So our latest podcast on Endurance Lab coaches corner is available: Getting rough in a group, how to practice for this and own your space and then the main topic of gels; what are they, how do we use them, should we use them in training and what about natural foods?
Check out our complete podcast playlist here:
On the coaches corner we always advocate using real foods in training and in our diets when possible (except for race nutrition practice, which is important). Gels, the better formulated ones do play a role in racing. The better ones are formulated to optimise absorption and oxidation rates, to be easily carried, to minimize gastro issues and to not taste too sweet. Many also contain electrolytes and some contain amino acids and caffeine. This is what science says… for most this works.
Do I like that we take straight sugars when the research regarding health says otherwise? Well an ironman isn’t a normal event it is far and fasts and long!
Most people’s stomach digestive function is poor due to sympathetic nervous system drive, and pace and practical run and bike issues make it hard to eat solids and real foods and hot humid weather or body heat compounds these issues; the result being we suffer! Altered digestive function will also create microbial fermentation so gas and wind and more serious digestive side effects may occur with high fructose or fruit products.
So yes for the purposes of a race do what works for you. Slower paced racing can tolerate more solids and real foods but the faster intensities due to how our bodies function will not be able to tolerate foods requiring complex digestion and so gels and liquids are superior.
What do I do? In the podcast I mentioned that my goal for future races is to use more gels. Not because I am a fan of straight sickly gels but because after 4 years of exploring combos of real foods and products like drinks and bars I feel that gels do get the sugar where you need it and fast. And I will benefit from this in a race scenario. For all training I choose real food. I have a box of products that are reserved for racing and race nutrition practice and this only gets opened on occasion. At all other times I let real food do the work and this is what I recommend most athletes do.
Honey and maple syrup are often discussed. What do I think?
Well… there is a lot of fake adulterated honey out there and maple “type” syrups are not real maple syrup so first check are you buying the real deal. Even here in Ireland most honey on the shelf is mixed source from EU and non EU states.

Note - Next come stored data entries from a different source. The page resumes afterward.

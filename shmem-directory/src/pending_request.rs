// Copyright (c) 2025 Graphcore Ltd. All rights reserved.

//! State of the single in-flight transaction for one address, plus the
//! requests queued behind it.

use std::collections::{BTreeSet, VecDeque};

use shmem_protocols::shmem_msg::ShmemMsgType;
use shmem_protocols::sim_error;
use shmem_protocols::types::{SimError, SimResult, TileId};

use crate::directory_entry::DirectoryState;
use crate::shmem_req::ShmemReq;

/// Acknowledgements a transaction is waiting for.
#[derive(Clone, Debug, PartialEq, Eq)]
pub struct AwaitedAcks {
    /// Kind of reply that acknowledges the fan-out.
    pub ack_type: ShmemMsgType,

    /// Tiles that have yet to reply.
    pub tiles: BTreeSet<TileId>,
}

/// An in-flight transaction.
#[derive(Debug)]
pub struct PendingRequest {
    current: ShmemReq,
    old_state: DirectoryState,
    num_acks_to_recv: usize,
    awaited: AwaitedAcks,

    /// Tiles that acknowledged a downgrade while keeping a shared copy.
    downgraded: BTreeSet<TileId>,

    queue: VecDeque<ShmemReq>,
}

impl PendingRequest {
    /// Begin a transaction for `current` that waits for one ack from each
    /// tile in `awaited`.
    #[must_use]
    pub fn new(current: ShmemReq, old_state: DirectoryState, awaited: AwaitedAcks) -> Self {
        Self {
            current,
            old_state,
            num_acks_to_recv: awaited.tiles.len(),
            awaited,
            downgraded: BTreeSet::new(),
            queue: VecDeque::new(),
        }
    }

    /// Start the next transaction on this address, keeping the queue.
    pub fn replace_current(
        &mut self,
        current: ShmemReq,
        old_state: DirectoryState,
        awaited: AwaitedAcks,
    ) {
        self.current = current;
        self.old_state = old_state;
        self.num_acks_to_recv = awaited.tiles.len();
        self.awaited = awaited;
        self.downgraded.clear();
    }

    #[must_use]
    pub fn current(&self) -> &ShmemReq {
        &self.current
    }

    pub fn current_mut(&mut self) -> &mut ShmemReq {
        &mut self.current
    }

    /// Directory state captured before this transaction started.
    #[must_use]
    pub fn old_state(&self) -> DirectoryState {
        self.old_state
    }

    #[must_use]
    pub fn num_acks_to_recv(&self) -> usize {
        self.num_acks_to_recv
    }

    #[must_use]
    pub fn awaited(&self) -> &AwaitedAcks {
        &self.awaited
    }

    #[must_use]
    pub fn is_awaiting(&self, tile: TileId) -> bool {
        self.awaited.tiles.contains(&tile)
    }

    #[must_use]
    pub fn downgraded(&self) -> &BTreeSet<TileId> {
        &self.downgraded
    }

    pub fn dec_num_acks_to_recv(&mut self) -> SimResult {
        if self.num_acks_to_recv == 0 {
            return sim_error!(format!(
                "Ack count underflow for {}",
                self.current
            ));
        }
        self.num_acks_to_recv -= 1;
        Ok(())
    }

    /// Account for an acknowledgement of kind `ack_type` from `sender`.
    ///
    /// `kept_copy` is set when the sender downgraded and still holds the
    /// block.
    pub fn ack_received(
        &mut self,
        sender: TileId,
        ack_type: ShmemMsgType,
        kept_copy: bool,
    ) -> SimResult {
        if ack_type != self.awaited.ack_type {
            return sim_error!(format!(
                "Received {ack_type} from {sender} while waiting for {} ({})",
                self.awaited.ack_type, self.current
            ));
        }
        if !self.awaited.tiles.remove(&sender) {
            return sim_error!(format!(
                "Unexpected {ack_type} from tile {sender} ({})",
                self.current
            ));
        }
        self.dec_num_acks_to_recv()?;
        if kept_copy {
            self.downgraded.insert(sender);
        }
        Ok(())
    }

    pub fn add_request_to_queue(&mut self, req: ShmemReq) {
        self.queue.push_back(req);
    }

    /// Remove the oldest queued request.
    pub fn next_request(&mut self) -> Result<ShmemReq, SimError> {
        match self.queue.pop_front() {
            Some(req) => Ok(req),
            None => sim_error!(format!("No queued requests behind {}", self.current)),
        }
    }

    #[must_use]
    pub fn num_waiting_requests(&self) -> usize {
        self.queue.len()
    }
}

#[cfg(test)]
mod tests {
    use shmem_protocols::shmem_msg::{ShmemMsg, ShmemMsgCfg};
    use shmem_protocols::types::Time;

    use super::*;

    fn req(requester: TileId) -> ShmemReq {
        let msg = ShmemMsg::new(&ShmemMsgCfg {
            msg_type: ShmemMsgType::ExReq,
            requester,
            address: 0x40,
            ..Default::default()
        });
        ShmemReq::new(&msg, Time::ZERO).unwrap()
    }

    fn inv_acks(tiles: &[TileId]) -> AwaitedAcks {
        AwaitedAcks {
            ack_type: ShmemMsgType::InvRep,
            tiles: tiles.iter().copied().collect(),
        }
    }

    #[test]
    fn counts_acks_down_to_zero() {
        let mut pending = PendingRequest::new(req(1), DirectoryState::Shared, inv_acks(&[2, 5]));
        assert_eq!(pending.num_acks_to_recv(), 2);

        pending.ack_received(5, ShmemMsgType::InvRep, false).unwrap();
        assert_eq!(pending.num_acks_to_recv(), 1);
        assert!(!pending.is_awaiting(5));

        // Duplicate
        assert!(pending.ack_received(5, ShmemMsgType::InvRep, false).is_err());
        // Wrong kind
        assert!(pending.ack_received(2, ShmemMsgType::FlushRep, false).is_err());

        pending.ack_received(2, ShmemMsgType::InvRep, false).unwrap();
        assert_eq!(pending.num_acks_to_recv(), 0);
        assert!(pending.dec_num_acks_to_recv().is_err());
    }

    #[test]
    fn queue_is_fifo() {
        let mut pending = PendingRequest::new(req(1), DirectoryState::Owned, inv_acks(&[3]));
        pending.add_request_to_queue(req(7));
        pending.add_request_to_queue(req(8));
        assert_eq!(pending.num_waiting_requests(), 2);

        assert_eq!(pending.next_request().unwrap().msg().requester(), 7);
        assert_eq!(pending.next_request().unwrap().msg().requester(), 8);
        assert!(pending.next_request().is_err());
    }

    #[test]
    fn replace_keeps_queue() {
        let mut pending = PendingRequest::new(req(1), DirectoryState::Owned, inv_acks(&[3]));
        pending.add_request_to_queue(req(7));
        pending.add_request_to_queue(req(8));
        let next = pending.next_request().unwrap();
        pending.replace_current(next, DirectoryState::Shared, inv_acks(&[1, 3]));

        assert_eq!(pending.current().msg().requester(), 7);
        assert_eq!(pending.old_state(), DirectoryState::Shared);
        assert_eq!(pending.num_acks_to_recv(), 2);
        assert_eq!(pending.num_waiting_requests(), 1);
    }

    #[test]
    fn downgraded_tiles_are_recorded() {
        let awaited = AwaitedAcks {
            ack_type: ShmemMsgType::WbRep,
            tiles: [4].into_iter().collect(),
        };
        let mut pending = PendingRequest::new(req(1), DirectoryState::Owned, awaited);
        pending.ack_received(4, ShmemMsgType::WbRep, true).unwrap();
        assert!(pending.downgraded().contains(&4));
    }
}
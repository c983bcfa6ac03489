// Copyright (c) 2025 Graphcore Ltd. All rights reserved.

//! A tile's private L2 cache as seen by the directory.
//!
//! Lines are held `Shared` (read-only) or `Modified` (writable, possibly
//! dirty); a line that is not held is invalid. Misses send a request to the
//! directory and complete when its reply arrives. Only one access may be
//! outstanding at a time. When a fill needs room the least recently used
//! line is evicted, which tells the directory with an unsolicited
//! write-back.
//!
//! Invalidations, flushes and downgrades from the directory are always
//! acknowledged, even if the line has already been evicted.

use std::collections::HashMap;
use std::fmt;
use std::sync::Arc;

use shmem_directory::network::Network;
use shmem_protocols::packet::{NetPacket, PacketType};
use shmem_protocols::shmem_msg::{ModeledWidths, ShmemMsg, ShmemMsgCfg, ShmemMsgType};
use shmem_protocols::sim_error;
use shmem_protocols::types::{Address, MemComponent, SimError, SimResult, TileId, Time};
use shmem_track::entity::Entity;
use shmem_track::{create, create_tag, debug, enter, exit, set_time, trace};

#[derive(Copy, Clone, Debug, PartialEq, Eq)]
pub enum LineState {
    Shared,
    Modified,
}

impl fmt::Display for LineState {
    fn fmt(&self, f: &mut fmt::Formatter<'_>) -> fmt::Result {
        match self {
            LineState::Shared => write!(f, "S"),
            LineState::Modified => write!(f, "M"),
        }
    }
}

#[derive(Clone, Debug)]
struct Line {
    state: LineState,
    data: Vec<u8>,
    last_used: u64,
}

/// Parameters of one private L2 cache.
#[derive(Clone, Debug)]
pub struct L2Config {
    /// Tile the cache belongs to.
    pub tile_id: TileId,

    /// Tile hosting the directory.
    pub directory_tile: TileId,
    /// Tile count, used to size the modeled tile ids.
    pub num_tiles: usize,
    /// Width of the modeled address field.
    pub physical_address_bits: usize,
    /// Lines held before an eviction is needed.
    pub capacity_lines: usize,
    /// Cycles charged for a cache lookup.
    pub access_cycles: u64,
}

/// Event counts gathered by an L2 cache.
#[derive(Clone, Debug, Default)]
pub struct L2Metrics {
    pub hits: usize,
    pub misses: usize,
    pub upgrades: usize,
    pub evictions: usize,
    pub invalidations: usize,
    pub flushes: usize,
    pub downgrades: usize,
    pub modeled_bits_sent: usize,
}

impl fmt::Display for L2Metrics {
    fn fmt(&self, f: &mut fmt::Formatter<'_>) -> fmt::Result {
        write!(
            f,
            "hits {}, misses {} ({} upgrades), evictions {}, invalidated {}, flushed {}, downgraded {}",
            self.hits,
            self.misses,
            self.upgrades,
            self.evictions,
            self.invalidations,
            self.flushes,
            self.downgrades
        )
    }
}

#[derive(Copy, Clone, Debug, PartialEq, Eq)]
pub enum AccessResult {
    Hit,

    /// A request has been sent to the directory.
    Miss,
}

/// The access waiting for the directory.
#[derive(Copy, Clone, Debug, PartialEq, Eq)]
pub struct Outstanding {
    pub address: Address,
    pub write: bool,
    pub issued: Time,
}

/// A miss that has been satisfied.
#[derive(Copy, Clone, Debug, PartialEq, Eq)]
pub struct Completion {
    pub address: Address,
    pub write: bool,
    pub issued: Time,
    pub completed: Time,
}

impl Completion {
    #[must_use]
    pub fn latency(&self) -> u64 {
        self.completed.cycles().saturating_sub(self.issued.cycles())
    }
}

pub struct L2Agent<N>
where
    N: Network,
{
    pub entity: Arc<Entity>,
    config: L2Config,
    widths: ModeledWidths,
    lines: HashMap<Address, Line>,
    use_count: u64,
    outstanding: Option<Outstanding>,
    network: N,
    metrics: L2Metrics,
}

impl<N> L2Agent<N>
where
    N: Network,
{
    pub fn new(parent: &Arc<Entity>, config: L2Config, network: N) -> Self {
        let entity = Arc::new(Entity::new(parent, "l2"));
        let widths = ModeledWidths::new(config.num_tiles, config.physical_address_bits);
        Self {
            entity,
            config,
            widths,
            lines: HashMap::new(),
            use_count: 0,
            outstanding: None,
            network,
            metrics: L2Metrics::default(),
        }
    }

    /// Access a line on behalf of the core at time `now`.
    pub fn access(
        &mut self,
        address: Address,
        write: bool,
        now: Time,
    ) -> Result<AccessResult, SimError> {
        if let Some(outstanding) = &self.outstanding {
            return sim_error!(format!(
                "{}: access to {address:#x} while {:#x} is outstanding",
                self.entity, outstanding.address
            ));
        }

        let tile_id = self.config.tile_id;
        let held = self.touch(address);
        let msg_type = match (held, write) {
            (Some(_), false) => None,
            (Some(LineState::Modified), true) => {
                if let Some(line) = self.lines.get_mut(&address) {
                    line.data.fill(tile_id as u8);
                }
                None
            }
            (Some(LineState::Shared), true) => {
                self.metrics.upgrades += 1;
                Some(ShmemMsgType::ExReq)
            }
            (None, false) => Some(ShmemMsgType::ShReq),
            (None, true) => Some(ShmemMsgType::ExReq),
        };

        let Some(msg_type) = msg_type else {
            self.metrics.hits += 1;
            trace!(self.entity ; "hit {} {address:#x}", if write { "write" } else { "read" });
            return Ok(AccessResult::Hit);
        };

        self.metrics.misses += 1;
        self.outstanding = Some(Outstanding {
            address,
            write,
            issued: now,
        });
        let msg = self.build_msg(msg_type, tile_id, address, true);
        self.send(&msg, PacketType::SharedMemRequest, now + self.config.access_cycles)?;
        Ok(AccessResult::Miss)
    }

    /// Process a packet from the directory.
    ///
    /// Returns the outstanding access if this packet completes it.
    pub fn handle_packet(&mut self, packet: NetPacket) -> Result<Option<Completion>, SimError> {
        enter!(self.entity ; packet.tag);
        set_time!(self.entity ; packet.time.cycles());

        let msg = packet.msg()?;
        trace!(self.entity ; "received {}", msg);

        let time = packet.time + self.config.access_cycles;
        let address = msg.address();
        let held = self.lines.get(&address).map(|line| line.state);

        match msg.msg_type() {
            ShmemMsgType::InvReq => {
                if held == Some(LineState::Modified) {
                    return sim_error!(format!(
                        "{}: {msg_type} for modified line {address:#x}",
                        self.entity,
                        msg_type = msg.msg_type()
                    ));
                }
                self.lines.remove(&address);
                self.metrics.invalidations += 1;
                self.reply(ShmemMsgType::InvRep, &msg, None, time)?;
            }
            ShmemMsgType::FlushReq => {
                let data = match self.lines.remove(&address) {
                    Some(line) if line.state == LineState::Modified => Some(line.data),
                    Some(_) => {
                        return sim_error!(format!(
                            "{}: FLUSH_REQ for shared line {address:#x}",
                            self.entity
                        ));
                    }
                    None => None,
                };
                self.metrics.flushes += 1;
                self.reply(ShmemMsgType::FlushRep, &msg, data, time)?;
            }
            ShmemMsgType::WbReq => {
                let data = match self.lines.get_mut(&address) {
                    Some(line) if line.state == LineState::Modified => {
                        line.state = LineState::Shared;
                        Some(line.data.clone())
                    }
                    Some(_) => {
                        return sim_error!(format!(
                            "{}: WB_REQ for shared line {address:#x}",
                            self.entity
                        ));
                    }
                    None => None,
                };
                self.metrics.downgrades += 1;
                self.reply(ShmemMsgType::WbRep, &msg, data, time)?;
            }
            ShmemMsgType::ShRep | ShmemMsgType::ExRep | ShmemMsgType::UpgradeRep => {
                return self.complete(&msg, time).map(Some);
            }
            other => {
                return sim_error!(format!("{}: unexpected {other}", self.entity));
            }
        }
        Ok(None)
    }

    fn complete(&mut self, msg: &ShmemMsg, time: Time) -> Result<Completion, SimError> {
        let address = msg.address();
        let Some(outstanding) = self.outstanding.take() else {
            return sim_error!(format!("{}: unexpected {msg}", self.entity));
        };
        if outstanding.address != address {
            return sim_error!(format!(
                "{}: {msg} while waiting for {:#x}",
                self.entity, outstanding.address
            ));
        }

        match (msg.msg_type(), outstanding.write) {
            (ShmemMsgType::ShRep, false) => {
                self.fill(address, LineState::Shared, msg, time)?;
            }
            (ShmemMsgType::ExRep, true) => {
                self.fill(address, LineState::Modified, msg, time)?;
            }
            (ShmemMsgType::UpgradeRep, true) => match self.lines.get_mut(&address) {
                Some(line) if line.state == LineState::Shared => {
                    line.state = LineState::Modified;
                }
                _ => {
                    return sim_error!(format!(
                        "{}: UPGRADE_REP without a shared copy of {address:#x}",
                        self.entity
                    ));
                }
            },
            _ => {
                return sim_error!(format!(
                    "{}: {msg} does not answer a {}",
                    self.entity,
                    if outstanding.write { "write" } else { "read" }
                ));
            }
        }

        self.touch(address);
        if outstanding.write {
            let tile_id = self.config.tile_id;
            if let Some(line) = self.lines.get_mut(&address) {
                line.data.fill(tile_id as u8);
            }
        }

        debug!(self.entity ; "{} {address:#x} after {} cycles",
            msg.msg_type(), time.cycles().saturating_sub(outstanding.issued.cycles()));
        Ok(Completion {
            address,
            write: outstanding.write,
            issued: outstanding.issued,
            completed: time,
        })
    }

    /// Install a line with the data carried by `msg`, evicting if full.
    fn fill(&mut self, address: Address, state: LineState, msg: &ShmemMsg, time: Time) -> SimResult {
        let Some(data) = msg.data() else {
            return sim_error!(format!("{}: {msg} carries no data", self.entity));
        };
        if !self.lines.contains_key(&address) && self.lines.len() >= self.config.capacity_lines {
            self.evict(time)?;
        }
        self.lines.insert(
            address,
            Line {
                state,
                data: data.to_vec(),
                last_used: self.use_count,
            },
        );
        Ok(())
    }

    fn evict(&mut self, time: Time) -> SimResult {
        let Some(victim) = self
            .lines
            .iter()
            .min_by_key(|(_, line)| line.last_used)
            .map(|(address, _)| *address)
        else {
            return Ok(());
        };
        let Some(line) = self.lines.remove(&victim) else {
            return Ok(());
        };

        self.metrics.evictions += 1;
        debug!(self.entity ; "evict {victim:#x} ({})", line.state);

        let tile_id = self.config.tile_id;
        let msg = match line.state {
            LineState::Modified => self
                .build_msg(ShmemMsgType::FlushRep, tile_id, victim, false)
                .with_data(line.data),
            LineState::Shared => self.build_msg(ShmemMsgType::InvRep, tile_id, victim, false),
        };
        self.send(&msg, PacketType::SharedMemEvict, time)
    }

    fn reply(
        &mut self,
        msg_type: ShmemMsgType,
        request: &ShmemMsg,
        data: Option<Vec<u8>>,
        time: Time,
    ) -> SimResult {
        let msg = self
            .build_msg(msg_type, request.requester(), request.address(), false)
            .with_data(data.unwrap_or_default());
        self.send(&msg, PacketType::SharedMemReply, time)
    }

    /// Mark a line as most recently used, returning its state.
    fn touch(&mut self, address: Address) -> Option<LineState> {
        self.use_count += 1;
        let use_count = self.use_count;
        self.lines.get_mut(&address).map(|line| {
            line.last_used = use_count;
            line.state
        })
    }

    fn build_msg(
        &self,
        msg_type: ShmemMsgType,
        requester: TileId,
        address: Address,
        reply_expected: bool,
    ) -> ShmemMsg {
        ShmemMsg::new(&ShmemMsgCfg {
            msg_type,
            sender: MemComponent::L2Cache,
            receiver: MemComponent::DramDirectory,
            requester,
            single_receiver: self.config.directory_tile,
            reply_expected,
            address,
            modeled: true,
        })
    }

    fn send(&mut self, msg: &ShmemMsg, packet_type: PacketType, time: Time) -> SimResult {
        let bits = msg.modeled_length(&self.widths)?;
        if msg.is_modeled() {
            self.metrics.modeled_bits_sent += bits;
        }

        let tag = create_tag!(self.entity);
        create!(self.entity ; tag, bits, msg.msg_type().name());
        trace!(self.entity ; "send {} @{}", msg, time);
        exit!(self.entity ; tag);

        let packet = NetPacket::from_msg(
            packet_type,
            self.config.tile_id,
            self.config.directory_tile,
            time,
            msg,
        )?
        .with_tag(tag);
        self.network.send(packet)
    }

    #[must_use]
    pub fn state(&self, address: Address) -> Option<LineState> {
        self.lines.get(&address).map(|line| line.state)
    }

    #[must_use]
    pub fn data(&self, address: Address) -> Option<&[u8]> {
        self.lines.get(&address).map(|line| line.data.as_slice())
    }

    /// Addresses of every line held.
    pub fn addresses(&self) -> impl Iterator<Item = Address> + '_ {
        self.lines.keys().copied()
    }

    #[must_use]
    pub fn num_lines(&self) -> usize {
        self.lines.len()
    }

    #[must_use]
    pub fn outstanding(&self) -> Option<&Outstanding> {
        self.outstanding.as_ref()
    }

    #[must_use]
    pub fn metrics(&self) -> &L2Metrics {
        &self.metrics
    }

    #[must_use]
    pub fn config(&self) -> &L2Config {
        &self.config
    }

    pub fn network_mut(&mut self) -> &mut N {
        &mut self.network
    }
}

Honeygate: How Europe is being flooded with fake honey: here
Secondly honey can be high in fructose and this may create significant gastrointestinal issues due to its osmotic load in the gut and furthermore fructose is metabolised by the liver and so is slower to get to the muscles than glucose and maltodextrin. This is what science says; if you want to try a more natural approach try it before you let the research sway you. I would like to think that our bodies do deal better with natural foods.
Maple syrup that is REAL has a slightly better glucose to fructose ratio. There is nothing wrong with these options but despite being natural they may not suit everyone. But are they better for you; well of course! But you want to race a fast race yeah?
Gels are a means to a fast end… choose the best ones, reserve for racing except for race fuel practice and for the rest of the time EAT REAL FOOD
I hope you enjoy the podcast; I had a few tongue-tied moments but hey that’s me… I’m all in my head!